In the Garden | Vegetable-garden harvesting do's and don'ts

In the Garden | Vegetable-garden harvesting do's and don'ts

Harvesting vegetables from your garden can sometimes be tricky. Each individual crop has specific considerations for harvesting the best-tasting and most long-lasting produce.

In general, the quality of your vegetable crop will not improve after harvest, so timing can be critical. It is important to understand how vegetable crops mature and should be harvested. In addition, many crops have guidelines for storage post-harvest that are often misunderstood or unknown by many.

Below is information about a few common vegetable crops in central Illinois gardens.

TOMATOES

Proper harvesting and short-term storage of tomatoes are common questions among gardeners. For the best taste, tomatoes should be harvested when firm and fully colored.

The best quality tomatoes occur when temperatures are around 75 degrees, which does not span much of our growing season. When temperatures approach 90, the softening process is greatly accelerated, color development is slowed and quality is reduced, especially if left on the vine too long.

During hotter weather, it is best to harvest tomatoes when color has started to develop (so they aren't green any longer, often having a pink color, but certainly not red yet). Store these early harvested fruits indoors, a sunny spot near a window is best, to allow further ripening. Refrigeration inhibits further ripening, alters the fruit and reduces shelf life. So, do not refrigerate whole, uncut tomatoes.

BELL PEPPERS

Peppers are harvested in a variety of sizes and stages of maturity. This timing will largely depend on the variety planted, so pay attention when you are buying seed or seedlings.

Most green pepper varieties are harvested when fully grown and mature. At maturity, they will be 3 to 4 inches long and a full green color. Mature peppers break easily from the stem (which is a good field test), although some damage to plant may be saved by actually cutting them off.

Colored bell peppers are a different story. For most varieties of colored peppers (red, yellow, orange), the fruit should be allowed to fully ripen to their specific color in order to achieve full flavor.

The fruits will begin green colored and develop their individual color at maturity. They may be harvested at an immature, green stage if desired, but flavor is sacrificed.

Other varieties of colored peppers achieve their greatest color in immature stages (white, light yellow, purple) and should be harvested before actually ripening to a red color if maximum color is desired.

Ideal post-harvest storage of peppers (50 to 55 F, 60 percent relative humidity) are conditions typically not met in the average kitchen or refrigerator. Under ideal conditions, shelf life is about two weeks. Refrigerators are typically a little cooler (around 40 F) but can be sufficient, although shelf life may suffer.

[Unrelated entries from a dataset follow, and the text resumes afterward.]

//! Log pipeline configuration
//!
//! [`PipelineConfig`] is derived from the core [`SourceConfig`](tailgrok_core::config::SourceConfig)
//! and carries the settings the reader and consumers run with.
//!
//! # Example
//! ```ignore
//! use tailgrok_core::config::TailgrokConfig;
//! use tailgrok_log_pipeline::config::PipelineConfig;
//!
//! let core_config = TailgrokConfig::default();
//! let config = PipelineConfig::from_core(&core_config.source);
//! ```

use std::path::Path;
use std::time::Duration;

use encoding_rs::Encoding;
use serde::{Deserialize, Serialize};

use crate::error::LogPipelineError;

/// Option keys, as named in error messages.
pub mod keys {
    pub const FILE: &str = "file";
    pub const PATTERN_DIRECTORY: &str = "patternDirectory";
    pub const FILE_RECORD_MAPPING: &str = "fileRecordMapping";
    pub const INPUT_BUFFER_SIZE: &str = "inputBufferSize";
    pub const TAILER_DELAY_MS: &str = "tailerDelayMs";
    pub const SHARED_QUEUE_CAPACITY: &str = "sharedQueueCapacity";
    pub const NUMBER_OF_CONSUMERS: &str = "numberOfConsumers";
    pub const EVENT_BATCH_SIZE: &str = "eventBatchSize";
    pub const MAX_EVENT_FLUSH_DELAY_MS: &str = "maxEventFlushDelayInMs";
    pub const CHARSET: &str = "charset";
    pub const LAST_READ_WAIT_TIME_FOR_KILL_MS: &str = "lastReadWaitTimeForKillInMs";
}

/// Log pipeline settings
#[derive(Debug, Clone, Serialize, Deserialize)]
pub struct PipelineConfig {
    /// File to tail
    pub file: String,
    /// Grok pattern directory or file
    pub pattern_directory: String,
    /// Grok expression applied to every line
    pub file_record_mapping: String,
    /// Read chunk size in bytes
    pub input_buffer_size: usize,
    /// Delay between polls of the tailed file (ms)
    pub tailer_delay_ms: u64,
    /// Start at EOF instead of offset 0
    pub tailer_start_from_end: bool,
    /// Close the file between polls
    pub tailer_reopen: bool,
    /// Capacity of the reader -> consumer queue
    pub shared_queue_capacity: usize,
    /// Number of consumers
    pub number_of_consumers: usize,
    /// Flush threshold by count
    pub event_batch_size: usize,
    /// Flush threshold by time (ms)
    pub max_event_flush_delay_ms: u64,
    /// Encoding label of the tailed file
    pub charset: String,
    /// Reader quiescence window (ms)
    pub last_read_wait_time_for_kill_ms: u64,
}

impl Default for PipelineConfig {
    fn default() -> Self {
        Self::from_core(&tailgrok_core::config::SourceConfig::default())
    }
}

impl PipelineConfig {
    /// Creates the pipeline settings from the core `[source]` section.
    pub fn from_core(core: &tailgrok_core::config::SourceConfig) -> Self {
        Self {
            file: core.file.clone(),
            pattern_directory: core.pattern_directory.clone(),
            file_record_mapping: core.file_record_mapping.clone(),
            input_buffer_size: core.input_buffer_size,
            tailer_delay_ms: core.tailer_delay_ms,
            tailer_start_from_end: core.tailer_start_from_end,
            tailer_reopen: core.tailer_reopen,
            shared_queue_capacity: core.shared_queue_capacity,
            number_of_consumers: core.number_of_consumers,
            event_batch_size: core.event_batch_size,
            max_event_flush_delay_ms: core.max_event_flush_delay_ms,
            charset: core.charset.clone(),
            last_read_wait_time_for_kill_ms: core.last_read_wait_time_for_kill_ms,
        }
    }

    /// Validates values without touching the file system.
    pub fn validate(&self) -> Result<(), LogPipelineError> {
        if self.file.trim().is_empty() {
            return Err(LogPipelineError::config(keys::FILE, "must be specified"));
        }

        if self.pattern_directory.trim().is_empty() {
            return Err(LogPipelineError::config(
                keys::PATTERN_DIRECTORY,
                "must be specified",
            ));
        }

        if self.file_record_mapping.trim().is_empty() {
            return Err(LogPipelineError::config(
                keys::FILE_RECORD_MAPPING,
                "must be specified",
            ));
        }

        let positive = [
            (keys::INPUT_BUFFER_SIZE, self.input_buffer_size as u64),
            (keys::TAILER_DELAY_MS, self.tailer_delay_ms),
            (keys::SHARED_QUEUE_CAPACITY, self.shared_queue_capacity as u64),
            (keys::NUMBER_OF_CONSUMERS, self.number_of_consumers as u64),
            (keys::EVENT_BATCH_SIZE, self.event_batch_size as u64),
            (keys::MAX_EVENT_FLUSH_DELAY_MS, self.max_event_flush_delay_ms),
        ];
        for (field, value) in positive {
            if value == 0 {
                return Err(LogPipelineError::config(field, "must be greater than 0"));
            }
        }

        self.encoding()?;
        Ok(())
    }

    /// Checks that the tailed file exists and is a regular file.
    pub fn validate_paths(&self) -> Result<(), LogPipelineError> {
        let path = Path::new(&self.file);
        match std::fs::metadata(path) {
            Ok(meta) if meta.is_file() => Ok(()),
            Ok(_) => Err(LogPipelineError::config(
                keys::FILE,
                format!("'{}' is not a regular file", self.file),
            )),
            Err(e) => Err(LogPipelineError::config(
                keys::FILE,
                format!("'{}' is not accessible: {e}", self.file),
            )),
        }
    }

    /// Resolves the `charset` label.
    ///
    /// Lines are split on `\n` before decoding, so only ASCII-compatible
    /// encodings are accepted (UTF-16 is not).
    pub fn encoding(&self) -> Result<&'static Encoding, LogPipelineError> {
        let encoding = Encoding::for_label(self.charset.trim().as_bytes()).ok_or_else(|| {
            LogPipelineError::config(
                keys::CHARSET,
                format!("unknown character encoding '{}'", self.charset),
            )
        })?;
        if !encoding.is_ascii_compatible() {
            return Err(LogPipelineError::config(
                keys::CHARSET,
                format!("'{}' is not an ASCII-compatible encoding", encoding.name()),
            ));
        }
        Ok(encoding)
    }

    pub fn tailer_delay(&self) -> Duration {
        Duration::from_millis(self.tailer_delay_ms)
    }

    pub fn max_event_flush_delay(&self) -> Duration {
        Duration::from_millis(self.max_event_flush_delay_ms)
    }

    pub fn reader_quiescence(&self) -> Duration {
        Duration::from_millis(self.last_read_wait_time_for_kill_ms)
    }
}

/// Pipeline settings builder
#[derive(Default)]
pub struct PipelineConfigBuilder {
    config: PipelineConfig,
}

impl PipelineConfigBuilder {
    pub fn new() -> Self {
        Self::default()
    }

    pub fn file(mut self, path: impl Into<String>) -> Self {
        self.config.file = path.into();
        self
    }

    pub fn pattern_directory(mut self, dir: impl Into<String>) -> Self {
        self.config.pattern_directory = dir.into();
        self
    }

    pub fn file_record_mapping(mut self, mapping: impl Into<String>) -> Self {
        self.config.file_record_mapping = mapping.into();
        self
    }

    pub fn input_buffer_size(mut self, size: usize) -> Self {
        self.config.input_buffer_size = size;
        self
    }

    pub fn tailer_delay_ms(mut self, ms: u64) -> Self {
        self.config.tailer_delay_ms = ms;
        self
    }

    pub fn tailer_start_from_end(mut self, from_end: bool) -> Self {
        self.config.tailer_start_from_end = from_end;
        self
    }

    pub fn tailer_reopen(mut self, reopen: bool) -> Self {
        self.config.tailer_reopen = reopen;
        self
    }

    pub fn shared_queue_capacity(mut self, capacity: usize) -> Self {
        self.config.shared_queue_capacity = capacity;
        self
    }

    pub fn number_of_consumers(mut self, count: usize) -> Self {
        self.config.number_of_consumers = count;
        self
    }

    pub fn event_batch_size(mut self, size: usize) -> Self {
        self.config.event_batch_size = size;
        self
    }

    pub fn max_event_flush_delay_ms(mut self, ms: u64) -> Self {
        self.config.max_event_flush_delay_ms = ms;
        self
    }

    pub fn charset(mut self, label: impl Into<String>) -> Self {
        self.config.charset = label.into();
        self
    }

    pub fn last_read_wait_time_for_kill_ms(mut self, ms: u64) -> Self {
        self.config.last_read_wait_time_for_kill_ms = ms;
        self
    }

    /// Validates and returns the settings.
    pub fn build(self) -> Result<PipelineConfig, LogPipelineError> {
        self.config.validate()?;
        Ok(self.config)
    }
}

Store unwashed peppers in a perforated plastic bag in your refrigerator; solid plastic bags cause excess moisture and reduce shelf life. Under typical conditions in a refrigerator, expect an average shelf life of about one week.

SUMMER SQUASH

Summer squash, like zucchini and yellow squash, can quickly become overripe and harvesting at the correct time may take diligence as squash ripen about four to eight days after flowering.

On the positive side, a healthy squash vine produces an enormous amount of fruit. Ideal harvesting size is about 6 to 8 inches in length and 1 to 2 inches in diameter, when squash are small and tender. A glossy outer color may indicate tenderness.

After harvesting, store in a cool spot (55 F is ideal) or in a refrigerator within a perforated plastic bag to allow sufficient airflow to the fruit surface. Do not store in the refrigerator more than about four days. Under ideal conditions, expect a shelf life of one week.

Many of us let squash get too large before harvesting, but don't lose hope. An overripened squash that is slightly larger than ideal, not the size of a baseball bat, can still be used for some things. It can easily be used for stuffing by hollowing out the inner seedy area, filling it with delicious fixings and baking. Similarly, overripe squash can be grated for baking and added to other recipes, after removing the inner seeds.

Do not let squash become large as it will be seedy and tough. It is imperative to harvest fruits before they become overly large because your squash plant may waste excessive energy on growth that could be otherwise focused on smaller, more ideal-sized fruits.

Ryan Pankau is a horticulture educator with the University of Illinois Extension, serving Champaign, Ford, Iroquois and Vermilion counties.